• Action item
For each line below with the word "canonicalised", write out a copy.

··········

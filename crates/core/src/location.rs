// SPDX-License-Identifier: BUSL-1.1
// Copyright (c) 2026 Alfred Jean LLC

//! File locations: where a file lives (or will live) on the platform.
//!
//! A location ties a file to a `(storage service, mount point, path)`
//! triple. The *scratch* sentinel is resolved by a compute service against
//! its own scratch space at execution time; it is an error anywhere else.

use crate::file::File;
use serde::{Deserialize, Serialize};

crate::define_id! {
    /// Name of a service instance (storage or compute).
    pub struct ServiceName("svc-");
}

crate::define_id! {
    /// Name of a simulated host.
    pub struct HostName("host");
}

/// A file location.
#[derive(Debug, Clone, PartialEq, Eq, Hash, PartialOrd, Ord, Serialize, Deserialize)]
pub enum Location {
    /// A concrete slot on a storage service.
    Storage {
        service: ServiceName,
        /// Mount point of the target logical file system, canonicalised.
        mount: String,
        /// Directory path under the mount point, canonicalised.
        path: String,
        file: File,
    },
    /// Sentinel resolved against the executing compute service's scratch.
    Scratch { file: File },
}

impl Location {
    /// Location at `path` under the given mount point of `service`.
    pub fn new(service: impl Into<ServiceName>, mount: &str, path: &str, file: File) -> Self {
        Location::Storage {
            service: service.into(),
            mount: canonical_path(mount),
            path: canonical_path(path),
            file,
        }
    }

    /// Location at the root directory of the service's sole mount point.
    ///
    /// The mount is resolved by the storage service when the location is
    /// first used; until then it is the catch-all `/`.
    pub fn at_root(service: impl Into<ServiceName>, file: File) -> Self {
        Location::Storage {
            service: service.into(),
            mount: "/".to_string(),
            path: "/".to_string(),
            file,
        }
    }

    /// Scratch sentinel, valid only inside a compute service with scratch.
    pub fn scratch(file: File) -> Self {
        Location::Scratch { file }
    }

    pub fn file(&self) -> &File {
        match self {
            Location::Storage { file, .. } | Location::Scratch { file } => file,
        }
    }

    pub fn is_scratch(&self) -> bool {
        matches!(self, Location::Scratch { .. })
    }

    /// The storage service this location names, if not scratch.
    pub fn service(&self) -> Option<&ServiceName> {
        match self {
            Location::Storage { service, .. } => Some(service),
            Location::Scratch { .. } => None,
        }
    }

    /// Directory path under the mount point (`/` for scratch).
    pub fn path(&self) -> &str {
        match self {
            Location::Storage { path, .. } => path,
            Location::Scratch { .. } => "/",
        }
    }

    pub fn mount(&self) -> &str {
        match self {
            Location::Storage { mount, .. } => mount,
            Location::Scratch { .. } => "/",
        }
    }

    /// Two locations denote the same physical slot when their canonical
    /// forms are equal. Construction canonicalises, so this is plain
    /// equality; exposed for intent at call sites.
    pub fn same_slot(&self, other: &Location) -> bool {
        self == other
    }
}

impl std::fmt::Display for Location {
    fn fmt(&self, f: &mut std::fmt::Formatter<'_>) -> std::fmt::Result {
        match self {
            Location::Storage { service, mount, path, file } => {
                write!(f, "{}:{}{}/{}", service, mount_prefix(mount), path, file.id())
            }
            Location::Scratch { file } => write!(f, "scratch:{}", file.id()),
        }
    }
}

fn mount_prefix(mount: &str) -> &str {
    if mount == "/" {
        ""
    } else {
        mount
    }
}

/// Canonicalise a directory path: leading `/`, collapsed separators,
/// `.` segments dropped, no trailing `/` (except the root itself).
pub fn canonical_path(path: &str) -> String {
    let mut out = String::with_capacity(path.len() + 1);
    for segment in path.split('/') {
        if segment.is_empty() || segment == "." {
            continue;
        }
        out.push('/');
        out.push_str(segment);
    }
    if out.is_empty() {
        out.push('/');
    }
    out
}

/// True when `outer` equals `inner` or is a proper path prefix of it.
///
/// `/data` is a prefix of `/data/set1` but not of `/database`.
pub fn path_is_prefix(outer: &str, inner: &str) -> bool {
    let outer = canonical_path(outer);
    let inner = canonical_path(inner);
    if outer == "/" {
        return true;
    }
    inner == outer || inner.starts_with(&format!("{outer}/"))
}

#[cfg(test)]
#[path = "location_tests.rs"]
mod tests;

··········

• Task answer
        /// Mount point of the target logical file system, canonicalised.
        /// Directory path under the mount point, canonicalised.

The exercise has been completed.